Bunun başarılması pratikte, bilim insanlarının daha karmaşık bilgileri iletebileceği anlamına geliyor. Kübitler aynı anda 0 veya 1 değerini alabilirken kütrit aynı anda 0, 1 veya 2 olabilir.
Kübit yerine kütrit göndermek, sürecin doğası gereği çok daha karmaşık bilgilerin aktarabilmesi anlamına geliyor.
Bunun doğal sonucu çok daha kullanışlı bir bilgi aktarımı olacak.
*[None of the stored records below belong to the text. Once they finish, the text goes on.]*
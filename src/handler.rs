//! External collaborator interfaces.
//!
//! The endpoint core is protocol-agnostic: it multiplexes readiness and
//! hands per-connection work to a [`Handler`]. Worker threads come from an
//! [`Executor`]; a default implementation lives in [`crate::executor`] and is
//! created at `start` when none is supplied.

use std::sync::Arc;

use crate::wrapper::Connection;

/// The condition that triggered a dispatch to the handler.
#[derive(Debug, Clone, Copy, PartialEq, Eq)]
pub enum SocketEvent {
    /// Data is (or may be) available to read.
    OpenRead,
    /// The socket became writable again.
    OpenWrite,
    /// The endpoint is stopping.
    Stop,
    /// The peer disconnected.
    Disconnect,
    /// An error was recorded on the connection (e.g. a timeout); inspect it
    /// with [`Connection::take_error`].
    Error,
}

/// Handler verdict on a connection after processing an event.
#[derive(Debug, Clone, Copy, PartialEq, Eq)]
pub enum SocketState {
    /// Keep the connection; the handler re-registers interest itself.
    Open,
    /// Close the connection now.
    Closed,
    /// The connection is parked in a long-running operation (upgraded
    /// protocols, long polls); the endpoint leaves it alone.
    Long,
}

/// Protocol handler invoked from worker threads.
pub trait Handler: Send + Sync + 'static {
    /// Process one event on one connection. Called after any TLS handshake
    /// has completed.
    fn process(&self, conn: &Arc<Connection>, event: SocketEvent) -> SocketState;

    /// The connection's key was cancelled; discard any in-flight processor
    /// state associated with it.
    fn release(&self, _conn: &Arc<Connection>) {}

    /// The endpoint is shutting down.
    fn recycle(&self) {}
}

/// Worker pool consumed by the endpoint. Backpressure is the caller's
/// responsibility.
pub trait Executor: Send + Sync + 'static {
    /// Run a task on a worker thread. Returns `false` once the pool has shut
    /// down (the task is dropped); the poller treats that as an instruction
    /// to close the connection.
    fn execute(&self, task: Box<dyn FnOnce() + Send>) -> bool;

    /// Stop accepting tasks and wind down worker threads.
    fn shutdown(&self);
}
Aktarılabilecek bu fazladan bilgi kuantum interneti gibi anlık ve çok güvenli bir iletişimi mümkün hale getirebilecek geleceğin teknolojilerine temel sağlayabilir.
New Scientist’e konuşan Londra Üniversitesi’nden Ciarán Lee, “Kuantum sisteminizin boyutları fazla olursa, iletişiminizin daha güvenli olmasını sağlayabilir ve daha fazla bilgi kodlayabilirsiniz” dedi.
Lee, sözlerini şöyle sürdürdü:
Ancak bir kübitten qutrite geçmek, özellikle zor bir iş zira kübitlerde kullandığımız simetrik numaralar, kütritlerde mümkün değil.
Physical Review Letters adlı bilimsel yayında yer verilen çalışmada, araştırmacıların kullandığı teknik yüzde 75 güvenirlikle sonuç verdi. Bu, ilk bakışta düşük bir oran gibi görünebilir. Ancak kuantum dolaşıklığı kullanan benzer tekniklerden çok daha iyi olduğu ve zaman içinde gelişeceği söylenebilir.